Le Gabon est recouvert à 88 % de son territoire par une vaste forêt tropicale. Il a émis 187 millions de crédits carbone et reçu 3 millions de dollars en contrepartie réelle. Derrière ce bilan, c’est toute une stratégie environnementale qui reste à construire pour être crédible.
Le Gabon est reconnu comme l’un des rares pays africains à afficher un bilan carbone positif, ses forêts absorbent plus de CO2 qu’elles n’en émettent. Cette réalité lui a valu d’être le premier pays africain à recevoir, en juin 2021, des paiements pour la protection forestière dans le cadre du programme REDD+. Mais pour l’ancien ministre Lee White « Le Gabon a tout fait bien. Il n’a jamais été payé. », a-t-il déclaré lors sommet Africa Forward de mai 2026 au Kenya.
En 2022, la Rainforest Foundation UK avait remis en cause la valeur réelle des 90 millions de crédits carbone commercialisés par Libreville, estimant qu’ils ne représentaient aucune réduction effective des émissions. Une controverse qui n’a jamais été pleinement tranchée. D’ailleurs, elle plane encore sur la stratégie carbone gabonaise et fragilise sa crédibilité sur les marchés internationaux.
Pour tenter de refonder cette stratégie, le partenariat forêt UE-Gabon signé en février 2026 permet de fixer une feuille de route avec objectifs concrets à 2030 : maintien d’un faible taux de déforestation, développement de l’écotourisme, monétisation des crédits carbone et de la biodiversité, plaçant ainsi la question environnementale au rang des enjeux stratégiques du partenariat bilatéral.
Mais le contexte international est lui-même en mutation. En Europe, le débat sur la valeur des crédits carbone internationaux reste ouvert. L’ancien ministre français Pannier-Runacher a reconnu leur intérêt, mais aucune décision contraignante n’a été prise. Si l’UE renonce à intégrer les crédits carbone africains dans ses mécanismes de compensation, le Gabon pourrait voir disparaître son principal marché potentiel.
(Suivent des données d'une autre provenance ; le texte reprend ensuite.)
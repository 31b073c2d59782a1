//! FIFS registrar implementation

use crate::errors::*;
use hns_registry::{Registry, RegistryError};
use hns_types::{LabelHash, Node, Principal};
use std::sync::Arc;
use tracing::{info, warn};

/// Registrar granting children of `root_node` on a first-come basis.
///
/// Ownership goes straight from the registry to the requested owner; the
/// registrar never holds a child itself and there is no way to re-register
/// or reclaim a name once granted.
#[derive(Debug, Clone)]
pub struct FifsRegistrar {
    /// Identity the registrar uses when calling into the registry
    address: Principal,
    registry: Arc<Registry>,
    root_node: Node,
}

impl FifsRegistrar {
    pub fn new(address: Principal, registry: Arc<Registry>, root_node: Node) -> Self {
        Self {
            address,
            registry,
            root_node,
        }
    }

    pub fn address(&self) -> Principal {
        self.address
    }

    pub fn root_node(&self) -> Node {
        self.root_node
    }

    /// Node a registration of `label` would create.
    pub fn node_for(&self, label: impl AsRef<[u8]>) -> Node {
        self.root_node.child(label)
    }

    /// Whether `label` can still be registered.
    pub fn available(&self, label: impl AsRef<[u8]>) -> bool {
        self.registry.owner(&self.node_for(label)).is_zero()
    }

    /// Register `label` under the root node for `requested_owner`.
    pub fn register(
        &self,
        caller: &Principal,
        label: impl AsRef<[u8]>,
        requested_owner: Principal,
    ) -> Result<Node> {
        self.register_hashed(caller, &LabelHash::of(label), requested_owner)
    }

    /// Register an already hashed label.
    ///
    /// Fails with `AlreadyRegistered` whenever the child has any owner, the
    /// caller included. A registrar that does not own its root node surfaces
    /// the registry's `Unauthorized` error untouched.
    pub fn register_hashed(
        &self,
        caller: &Principal,
        label: &LabelHash,
        requested_owner: Principal,
    ) -> Result<Node> {
        let node = self
            .registry
            .claim_subnode(&self.address, &self.root_node, label, requested_owner)
            .map_err(|err| match err {
                RegistryError::SubnodeTaken { node, owner } => {
                    RegistrarError::AlreadyRegistered { node, owner }
                }
                other => {
                    warn!(
                        registrar = %self.address,
                        root = %self.root_node.to_hex(),
                        "Registrar does not control its root node"
                    );
                    RegistrarError::Registry(other)
                }
            })?;

        info!(
            node = %node.to_hex(),
            owner = %requested_owner,
            requested_by = %caller,
            "Name registered"
        );
        Ok(node)
    }
}
use serde::{Deserialize, Serialize};
use sha3::{Digest, Keccak256};
use std::fmt;
use std::str::FromStr;

/// Errors that can occur when parsing a principal string.
#[derive(Debug, thiserror::Error)]
pub enum PrincipalError {
    #[error("principal must start with '0x'")]
    InvalidPrefix,
    #[error("principal must be {expected} characters, got {actual}")]
    InvalidLength { expected: usize, actual: usize },
    #[error("principal payload is not valid hexadecimal")]
    InvalidHex(#[from] hex::FromHexError),
    #[error("principal payload must be exactly 32 bytes")]
    InvalidPayloadLength,
}

/// Number of raw bytes contained in a principal.
pub const PRINCIPAL_BYTES: usize = 32;
/// Expected string length of an encoded principal (prefix + 64 hex chars).
pub const PRINCIPAL_STRING_LENGTH: usize = 2 + PRINCIPAL_BYTES * 2;

/// Encode a principal into its `0x`-prefixed hexadecimal form.
pub fn encode_principal(bytes: &[u8; PRINCIPAL_BYTES]) -> String {
    let mut encoded = String::with_capacity(PRINCIPAL_STRING_LENGTH);
    encoded.push_str("0x");
    encoded.push_str(&hex::encode(bytes));
    encoded
}

/// Attempt to decode a `0x`-prefixed principal string into the raw bytes.
pub fn decode_principal(value: &str) -> Result<[u8; PRINCIPAL_BYTES], PrincipalError> {
    let Some(payload) = value.strip_prefix("0x") else {
        return Err(PrincipalError::InvalidPrefix);
    };

    if value.len() != PRINCIPAL_STRING_LENGTH {
        return Err(PrincipalError::InvalidLength {
            expected: PRINCIPAL_STRING_LENGTH,
            actual: value.len(),
        });
    }

    let decoded = hex::decode(payload)?;
    decoded
        .try_into()
        .map_err(|_| PrincipalError::InvalidPayloadLength)
}

/// Opaque caller/owner identity.
///
/// The all-zero principal is reserved: it owns every node nobody has claimed
/// and is never the identity of a real caller.
#[derive(Clone, Copy, PartialEq, Eq, Hash, PartialOrd, Ord, Default, Serialize, Deserialize)]
#[serde(try_from = "String", into = "String")]
pub struct Principal(pub [u8; PRINCIPAL_BYTES]);

impl Principal {
    /// The reserved "nobody" identity.
    pub const ZERO: Principal = Principal([0u8; PRINCIPAL_BYTES]);

    pub fn new(bytes: [u8; PRINCIPAL_BYTES]) -> Self {
        Self(bytes)
    }

    /// Deterministic identity for tests and default configuration.
    pub fn from_seed(seed: &[u8]) -> Self {
        Self(Keccak256::digest(seed).into())
    }

    /// Identity of the `nonce`-th component instance created by `creator`.
    pub fn derive(creator: &Principal, nonce: u64) -> Self {
        let mut hasher = Keccak256::new();
        hasher.update(creator.as_bytes());
        hasher.update(nonce.to_be_bytes());
        Self(hasher.finalize().into())
    }

    pub fn as_bytes(&self) -> &[u8; PRINCIPAL_BYTES] {
        &self.0
    }

    pub fn is_zero(&self) -> bool {
        self.0 == [0u8; PRINCIPAL_BYTES]
    }
}

impl fmt::Display for Principal {
    fn fmt(&self, f: &mut fmt::Formatter<'_>) -> fmt::Result {
        f.write_str(&encode_principal(&self.0))
    }
}

impl fmt::Debug for Principal {
    fn fmt(&self, f: &mut fmt::Formatter<'_>) -> fmt::Result {
        write!(f, "Principal({})", encode_principal(&self.0))
    }
}

impl FromStr for Principal {
    type Err = PrincipalError;

    fn from_str(s: &str) -> Result<Self, Self::Err> {
        decode_principal(s).map(Principal)
    }
}

impl From<[u8; PRINCIPAL_BYTES]> for Principal {
    fn from(value: [u8; PRINCIPAL_BYTES]) -> Self {
        Principal(value)
    }
}

impl From<Principal> for String {
    fn from(value: Principal) -> Self {
        encode_principal(&value.0)
    }
}

impl TryFrom<String> for Principal {
    type Error = PrincipalError;

    fn try_from(value: String) -> Result<Self, Self::Error> {
        value.parse()
    }
}

#[cfg(test)]
mod tests {
    use super::*;

    #[test]
    fn display_parses_back() {
        let principal = Principal::from_seed(b"alice");
        let encoded = principal.to_string();
        assert!(encoded.starts_with("0x"));
        assert_eq!(encoded.len(), PRINCIPAL_STRING_LENGTH);
        assert_eq!(encoded.parse::<Principal>().unwrap(), principal);
    }

    #[test]
    fn invalid_prefix_rejected() {
        let bad = "1x".to_string() + &"00".repeat(PRINCIPAL_BYTES);
        let err = bad.parse::<Principal>().unwrap_err();
        assert!(matches!(err, PrincipalError::InvalidPrefix));
    }

    #[test]
    fn invalid_length_rejected() {
        let bad = "0x".to_string() + &"00".repeat(PRINCIPAL_BYTES - 1);
        let err = bad.parse::<Principal>().unwrap_err();
        assert!(matches!(err, PrincipalError::InvalidLength { .. }));
    }

    #[test]
    fn invalid_hex_rejected() {
        let bad = format!("0x{}", "gg".repeat(PRINCIPAL_BYTES));
        let err = bad.parse::<Principal>().unwrap_err();
        assert!(matches!(err, PrincipalError::InvalidHex(_)));
    }

    #[test]
    fn derived_identities_are_distinct() {
        let deployer = Principal::from_seed(b"deployer");
        let first = Principal::derive(&deployer, 0);
        let second = Principal::derive(&deployer, 1);
        assert_ne!(first, second);
        assert_ne!(first, deployer);
        assert_eq!(first, Principal::derive(&deployer, 0));
        assert!(!first.is_zero());
        assert!(Principal::ZERO.is_zero());
    }

    #[test]
    fn serializes_as_string() {
        let principal = Principal::from_seed(b"bob");
        let json = serde_json::to_string(&principal).unwrap();
        assert_eq!(json, format!("\"{}\"", principal));
        let back: Principal = serde_json::from_str(&json).unwrap();
        assert_eq!(back, principal);
    }
}
//! Configuration for deploying a name service instance
//!
//! Values come from defaults, then an optional TOML file, then `HNS_*`
//! environment variables.

use crate::errors::*;
use hns_types::Principal;
use serde::{Deserialize, Serialize};
use std::path::Path;
use tracing::info;

/// Deployment configuration
#[derive(Debug, Clone, PartialEq, Eq, Serialize, Deserialize)]
#[serde(default)]
pub struct NameServiceConfig {
    /// Principal that initializes the registry and owns the root node
    pub deployer: Principal,
    /// Top-level label handed to the FIFS registrar
    pub tld: String,
    /// Tracing filter used when `RUST_LOG` is not set
    pub log_level: String,
    /// `pretty` or `json`
    pub log_format: String,
}

impl Default for NameServiceConfig {
    fn default() -> Self {
        Self {
            deployer: Principal::from_seed(b"deployer"),
            tld: "eth".to_string(),
            log_level: "info".to_string(),
            log_format: "pretty".to_string(),
        }
    }
}

impl NameServiceConfig {
    /// Load configuration from a TOML file; missing keys keep their defaults.
    pub fn load_from_file<P: AsRef<Path>>(path: P) -> Result<Self> {
        let path = path.as_ref();
        info!("Loading configuration from: {}", path.display());

        let content = std::fs::read_to_string(path)
            .map_err(|e| ServiceError::Io(format!("Failed to read config file: {e}")))?;

        toml::from_str(&content)
            .map_err(|e| ServiceError::Config(format!("Failed to parse config: {e}")))
    }

    /// Apply overrides from the process environment.
    pub fn apply_env(&mut self) -> Result<()> {
        self.apply_overrides(|key| std::env::var(key).ok())
    }

    /// Apply overrides from `lookup`, keyed by environment variable name.
    pub fn apply_overrides<F>(&mut self, lookup: F) -> Result<()>
    where
        F: Fn(&str) -> Option<String>,
    {
        if let Some(val) = lookup("HNS_DEPLOYER") {
            self.deployer = val
                .parse()
                .map_err(|e| ServiceError::Config(format!("HNS_DEPLOYER: {e}")))?;
        }
        if let Some(val) = lookup("HNS_TLD") {
            self.tld = val;
        }
        if let Some(val) = lookup("HNS_LOG_LEVEL") {
            self.log_level = val;
        }
        if let Some(val) = lookup("HNS_LOG_FORMAT") {
            self.log_format = val;
        }
        Ok(())
    }

    pub fn validate(&self) -> Result<()> {
        if self.deployer.is_zero() {
            return Err(ServiceError::Config(
                "deployer must not be the zero principal".to_string(),
            ));
        }
        if self.tld.is_empty() || self.tld.contains('.') {
            return Err(ServiceError::Config(format!(
                "tld must be a single non-empty label, got {:?}",
                self.tld
            )));
        }
        if !matches!(self.log_format.as_str(), "pretty" | "json") {
            return Err(ServiceError::Config(format!(
                "unknown log format {:?}",
                self.log_format
            )));
        }
        Ok(())
    }
}

#[cfg(test)]
mod tests {
    use super::*;
    use std::collections::HashMap;
    use std::io::Write;

    #[test]
    fn test_default_config_is_valid() {
        let config = NameServiceConfig::default();
        assert!(config.validate().is_ok());
        assert_eq!(config.tld, "eth");
    }

    #[test]
    fn test_load_from_file_keeps_missing_defaults() {
        let deployer = Principal::from_seed(b"file-deployer");
        let mut file = tempfile::NamedTempFile::new().unwrap();
        writeln!(file, "deployer = \"{deployer}\"").unwrap();
        writeln!(file, "tld = \"example\"").unwrap();

        let config = NameServiceConfig::load_from_file(file.path()).unwrap();
        assert_eq!(config.deployer, deployer);
        assert_eq!(config.tld, "example");
        assert_eq!(config.log_level, "info");
    }

    #[test]
    fn test_load_from_missing_file_fails() {
        let dir = tempfile::tempdir().unwrap();
        let err = NameServiceConfig::load_from_file(dir.path().join("absent.toml")).unwrap_err();
        assert!(matches!(err, ServiceError::Io(_)));
    }

    #[test]
    fn test_malformed_file_fails() {
        let mut file = tempfile::NamedTempFile::new().unwrap();
        writeln!(file, "deployer = \"not-a-principal\"").unwrap();
        let err = NameServiceConfig::load_from_file(file.path()).unwrap_err();
        assert!(matches!(err, ServiceError::Config(_)));
    }

    #[test]
    fn test_overrides_apply() {
        let deployer = Principal::from_seed(b"env-deployer");
        let env: HashMap<&str, String> = HashMap::from([
            ("HNS_DEPLOYER", deployer.to_string()),
            ("HNS_TLD", "test".to_string()),
            ("HNS_LOG_FORMAT", "json".to_string()),
        ]);

        let mut config = NameServiceConfig::default();
        config
            .apply_overrides(|key| env.get(key).cloned())
            .unwrap();
        assert_eq!(config.deployer, deployer);
        assert_eq!(config.tld, "test");
        assert_eq!(config.log_format, "json");
        assert_eq!(config.log_level, "info");
    }

    #[test]
    fn test_invalid_override_rejected() {
        let mut config = NameServiceConfig::default();
        let err = config
            .apply_overrides(|key| (key == "HNS_DEPLOYER").then(|| "0x12".to_string()))
            .unwrap_err();
        assert!(matches!(err, ServiceError::Config(_)));
    }

    #[test]
    fn test_validate_rejects_bad_values() {
        let mut config = NameServiceConfig {
            tld: "test.eth".to_string(),
            ..Default::default()
        };
        assert!(config.validate().is_err());
        config.tld = String::new();
        assert!(config.validate().is_err());
        config.tld = "eth".to_string();
        config.deployer = Principal::ZERO;
        assert!(config.validate().is_err());
        config.deployer = Principal::from_seed(b"d");
        config.log_format = "xml".to_string();
        assert!(config.validate().is_err());
    }
}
D’ici fin 2027, deux issues sont plausibles. Dans la première, le partenariat UE-Gabon produit des mécanismes de financement concrets, la crédibilité méthodologique des crédits carbone gabonais est restaurée par un audit indépendant, et Libreville commence à recevoir des flux financiers significatifs pour sa forêt. Dans la seconde, les délais de négociation internationale s’éternisent, les controverses méthodologiques persistantes éloignent les investisseurs, et la forêt reste un actif diplomatique sans rendement économique. Le Gabon a les forêts. Il lui manque encore la stratégie de conversion de cet actif en revenus stables.